(Data extracted from a collection)

★ ★ ★

//! Pure text helpers

pub mod chunking;

pub use chunking::{chunk_text, word_count};
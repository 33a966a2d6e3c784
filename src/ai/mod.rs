//! Summarization model access and chunk aggregation

pub mod client;
pub mod summarizer;

// Re-export main types for convenience
pub use client::{InferenceClient, SummarizationModel};
pub use summarizer::ReviewSummarizer;
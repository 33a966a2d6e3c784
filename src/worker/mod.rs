//! Fetch-then-summarize pipeline

pub mod summarize;

pub use summarize::summarize_product;

/// Shown when a page could be fetched but held no review text.
pub const NO_REVIEWS_MESSAGE: &str = "No reviews found or an error occurred.";
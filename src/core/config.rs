use std::env;
use std::str::FromStr;
use std::time::Duration;

use super::models::DEFAULT_MODEL;
use crate::errors::ReviewError;

pub const DEFAULT_INFERENCE_URL: &str = "https://api-inference.huggingface.co";

pub const DEFAULT_USER_AGENT: &str = "Mozilla/5.0 (Windows NT 10.0; Win64; x64) \
    AppleWebKit/537.36 (KHTML, like Gecko) \
    Chrome/90.0.4430.93 Safari/537.36";

#[derive(Debug, Clone)]
pub struct AppConfig {
    pub inference_url: String,
    pub model: String,
    pub api_token: Option<String>,
    pub user_agent: String,
    pub http_timeout: Duration,
    pub model_timeout: Duration,
    pub chunk_concurrency: usize,
}

impl Default for AppConfig {
    fn default() -> Self {
        Self {
            inference_url: DEFAULT_INFERENCE_URL.to_string(),
            model: DEFAULT_MODEL.to_string(),
            api_token: None,
            user_agent: DEFAULT_USER_AGENT.to_string(),
            http_timeout: Duration::from_secs(30),
            model_timeout: Duration::from_secs(120),
            chunk_concurrency: 1,
        }
    }
}

impl AppConfig {
    /// # Errors
    ///
    /// Returns `ReviewError::Config` when a numeric variable is set but does
    /// not parse, or when the chunk concurrency is zero.
    pub fn from_env() -> Result<Self, ReviewError> {
        let defaults = Self::default();

        let config = Self {
            inference_url: env::var("SMARTSHOP_INFERENCE_URL")
                .unwrap_or(defaults.inference_url),
            model: env::var("SMARTSHOP_MODEL").unwrap_or(defaults.model),
            api_token: env::var("HF_API_TOKEN").ok().filter(|t| !t.trim().is_empty()),
            user_agent: env::var("SMARTSHOP_USER_AGENT").unwrap_or(defaults.user_agent),
            http_timeout: parse_var::<u64>("SMARTSHOP_HTTP_TIMEOUT_SECS")?
                .map_or(defaults.http_timeout, Duration::from_secs),
            model_timeout: parse_var::<u64>("SMARTSHOP_MODEL_TIMEOUT_SECS")?
                .map_or(defaults.model_timeout, Duration::from_secs),
            chunk_concurrency: parse_var::<usize>("SMARTSHOP_CHUNK_CONCURRENCY")?
                .unwrap_or(defaults.chunk_concurrency),
        };

        if config.chunk_concurrency == 0 {
            return Err(ReviewError::Config(
                "SMARTSHOP_CHUNK_CONCURRENCY: must be at least 1".to_string(),
            ));
        }

        Ok(config)
    }
}

fn parse_var<T>(name: &str) -> Result<Option<T>, ReviewError>
where
    T: FromStr,
    T::Err: std::fmt::Display,
{
    match env::var(name) {
        Ok(raw) => raw
            .trim()
            .parse::<T>()
            .map(Some)
            .map_err(|e| ReviewError::Config(format!("{name}: {e}"))),
        Err(_) => Ok(None),
    }
}
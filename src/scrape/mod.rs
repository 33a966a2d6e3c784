//! Product page scraping

pub mod reviews;

pub use reviews::{ReviewFetcher, ReviewSource, extract_reviews};
use tracing::info;

use crate::ai::ReviewSummarizer;
use crate::core::models::SummarizeResult;
use crate::errors::ReviewError;
use crate::scrape::ReviewSource;

/// Fetch the reviews on `url` and summarize them.
///
/// Acquisition failures abort and propagate. A page without reviews is not an
/// error and yields `SummarizeResult::NoReviews`. Failures on individual
/// chunks are reported inline in the summary text.
///
/// # Errors
///
/// Returns `ReviewError::InvalidRequest` for a blank URL and
/// `ReviewError::Acquisition` when the page cannot be fetched.
pub async fn summarize_product(
    source: &dyn ReviewSource,
    summarizer: &ReviewSummarizer,
    url: &str,
) -> Result<SummarizeResult, ReviewError> {
    let url = url.trim();
    if url.is_empty() {
        return Err(ReviewError::InvalidRequest(
            "Please enter a valid URL.".to_string(),
        ));
    }

    let reviews_text = source.fetch_reviews(url).await?;

    if reviews_text.trim().is_empty() {
        info!("No reviews found on {}", url);
        return Ok(SummarizeResult::NoReviews);
    }

    let summary = summarizer.summarize(&reviews_text).await;
    Ok(SummarizeResult::Summary(summary))
}
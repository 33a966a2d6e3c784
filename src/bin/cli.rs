use anyhow::{Context, Result, bail};
use clap::Parser;
use smartshop::SmartShop;
use smartshop::api::parsing::validate_product_url;
use smartshop::core::config::AppConfig;
use smartshop::core::models::SummarizeResult;
use smartshop::worker::NO_REVIEWS_MESSAGE;

/// Summarize the customer reviews on a product page.
#[derive(Parser, Debug)]
#[command(name = "smartshop", about = "SmartShop review summarizer")]
struct Cli {
    /// Product page URL
    #[arg(value_name = "URL", required_unless_present = "url_flag")]
    url: Option<String>,

    /// Product page URL (alternative to the positional argument)
    #[arg(long = "url", id = "url_flag", env = "SMARTSHOP_PRODUCT_URL")]
    url_flag: Option<String>,

    /// Maximum chunk summaries requested at once
    #[arg(long)]
    concurrency: Option<usize>,
}

#[tokio::main]
async fn main() -> Result<()> {
    smartshop::setup_logging();
    let cli = Cli::parse();

    let raw_url = cli.url.or(cli.url_flag).unwrap_or_default();
    let url = validate_product_url(&raw_url)?;

    let mut config = AppConfig::from_env()?;
    if let Some(concurrency) = cli.concurrency {
        if concurrency == 0 {
            bail!("--concurrency must be at least 1");
        }
        config.chunk_concurrency = concurrency;
    }

    let app = SmartShop::new(&config).context("failed to initialize summarizer")?;

    eprintln!("Fetching reviews...");
    match app.summarize_url(&url).await? {
        SummarizeResult::Summary(summary) => {
            println!("Review Summary:");
            println!("{summary}");
            Ok(())
        }
        SummarizeResult::NoReviews => bail!(NO_REVIEWS_MESSAGE),
    }
}
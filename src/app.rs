use std::sync::Arc;
use tracing::info;

use crate::ai::{InferenceClient, ReviewSummarizer, SummarizationModel};
use crate::core::config::AppConfig;
use crate::core::models::SummarizeResult;
use crate::errors::ReviewError;
use crate::scrape::{ReviewFetcher, ReviewSource};
use crate::worker::summarize_product;

/// Process-wide wiring of the review source and the summarizer.
///
/// Build it once at startup; the model client inside is reused by every
/// request.
#[derive(Clone)]
pub struct SmartShop {
    source: Arc<dyn ReviewSource>,
    summarizer: ReviewSummarizer,
}

impl SmartShop {
    /// Construct the page fetcher and model client from configuration.
    ///
    /// # Errors
    ///
    /// Returns `ReviewError::Config` if either HTTP client cannot be built.
    pub fn new(config: &AppConfig) -> Result<Self, ReviewError> {
        let source = ReviewFetcher::new(config)?;
        let model = InferenceClient::new(config)?;

        info!(
            endpoint = %model.endpoint(),
            concurrency = config.chunk_concurrency,
            "Summarization model client ready"
        );

        let summarizer =
            ReviewSummarizer::new(Arc::new(model)).with_concurrency(config.chunk_concurrency);

        Ok(Self::from_parts(Arc::new(source), summarizer))
    }

    #[must_use]
    pub fn from_parts(source: Arc<dyn ReviewSource>, summarizer: ReviewSummarizer) -> Self {
        Self { source, summarizer }
    }

    /// Convenience for wiring a custom model with the default summarizer.
    #[must_use]
    pub fn with_model(source: Arc<dyn ReviewSource>, model: Arc<dyn SummarizationModel>) -> Self {
        Self::from_parts(source, ReviewSummarizer::new(model))
    }

    /// # Errors
    ///
    /// See [`summarize_product`].
    pub async fn summarize_url(&self, url: &str) -> Result<SummarizeResult, ReviewError> {
        summarize_product(self.source.as_ref(), &self.summarizer, url).await
    }
}
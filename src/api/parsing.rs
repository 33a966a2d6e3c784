use base64::{Engine as _, engine::general_purpose};
use serde_json::Value;
use url::Url;

use crate::core::models::SummarizeRequest;
use crate::errors::ReviewError;

pub const INVALID_URL_MESSAGE: &str = "Please enter a valid URL.";

pub fn v_path<'a>(root: &'a Value, path: &[&str]) -> Option<&'a Value> {
    let mut cur = root;
    for key in path {
        cur = cur.get(*key)?;
    }
    Some(cur)
}

pub fn v_str<'a>(root: &'a Value, path: &[&str]) -> Option<&'a str> {
    v_path(root, path).and_then(|v| v.as_str())
}

/// Decodes the request body of an API Gateway event, undoing base64 when
/// the gateway flagged it.
pub fn decode_body(payload: &Value) -> Result<Option<String>, ReviewError> {
    let Some(raw) = v_str(payload, &["body"]) else {
        return Ok(None);
    };

    let is_base64 = payload
        .get("isBase64Encoded")
        .and_then(Value::as_bool)
        .unwrap_or(false);

    if !is_base64 {
        return Ok(Some(raw.to_string()));
    }

    let bytes = general_purpose::STANDARD
        .decode(raw)
        .map_err(|e| ReviewError::InvalidRequest(format!("Invalid base64 body: {e}")))?;
    String::from_utf8(bytes)
        .map(Some)
        .map_err(|e| ReviewError::InvalidRequest(format!("Body is not UTF-8: {e}")))
}

/// Finds the product URL in an incoming event.
///
/// The JSON body's `url` field wins; otherwise the `url` query parameter is
/// used. A bare `{"url": ...}` payload (direct invocation) is accepted too.
pub fn extract_product_url(payload: &Value) -> Result<String, ReviewError> {
    if let Some(body) = decode_body(payload)?
        && !body.trim().is_empty()
    {
        let request: SummarizeRequest = serde_json::from_str(&body)
            .map_err(|e| ReviewError::InvalidRequest(format!("Invalid JSON body: {e}")))?;
        return validate_product_url(&request.url);
    }

    let candidate = v_str(payload, &["queryStringParameters", "url"])
        .or_else(|| v_str(payload, &["url"]))
        .ok_or_else(|| ReviewError::InvalidRequest(INVALID_URL_MESSAGE.to_string()))?;

    validate_product_url(candidate)
}

/// Accepts only absolute `http`/`https` URLs.
pub fn validate_product_url(raw: &str) -> Result<String, ReviewError> {
    let trimmed = raw.trim();
    let parsed = Url::parse(trimmed)
        .map_err(|_| ReviewError::InvalidRequest(INVALID_URL_MESSAGE.to_string()))?;

    match parsed.scheme() {
        "http" | "https" if parsed.host_str().is_some() => Ok(parsed.to_string()),
        _ => Err(ReviewError::InvalidRequest(INVALID_URL_MESSAGE.to_string())),
    }
}
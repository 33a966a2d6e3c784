//! HTTP Lambda handler and request processing

pub mod handler;
pub mod helpers;
pub mod parsing;

// Re-export the main handler for convenience
pub use handler::function_handler as handler;
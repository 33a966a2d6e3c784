use smartshop::SmartShop;
use smartshop::core::config::AppConfig;

#[tokio::main]
async fn main() -> Result<(), lambda_runtime::Error> {
    smartshop::setup_logging();

    // Built once per cold start and shared by every invocation.
    let config = AppConfig::from_env()?;
    let app = SmartShop::new(&config)?;
    let app = &app;

    lambda_runtime::run(lambda_runtime::service_fn(move |event| async move {
        smartshop::api::handler(app, event).await
    }))
    .await
}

★ ★ ★

Copy out every line of the entries where the string "path" shows up.

pub fn v_path<'a>(root: &'a Value, path: &[&str]) -> Option<&'a Value> {
    for key in path {
pub fn v_str<'a>(root: &'a Value, path: &[&str]) -> Option<&'a str> {
    v_path(root, path).and_then(|v| v.as_str())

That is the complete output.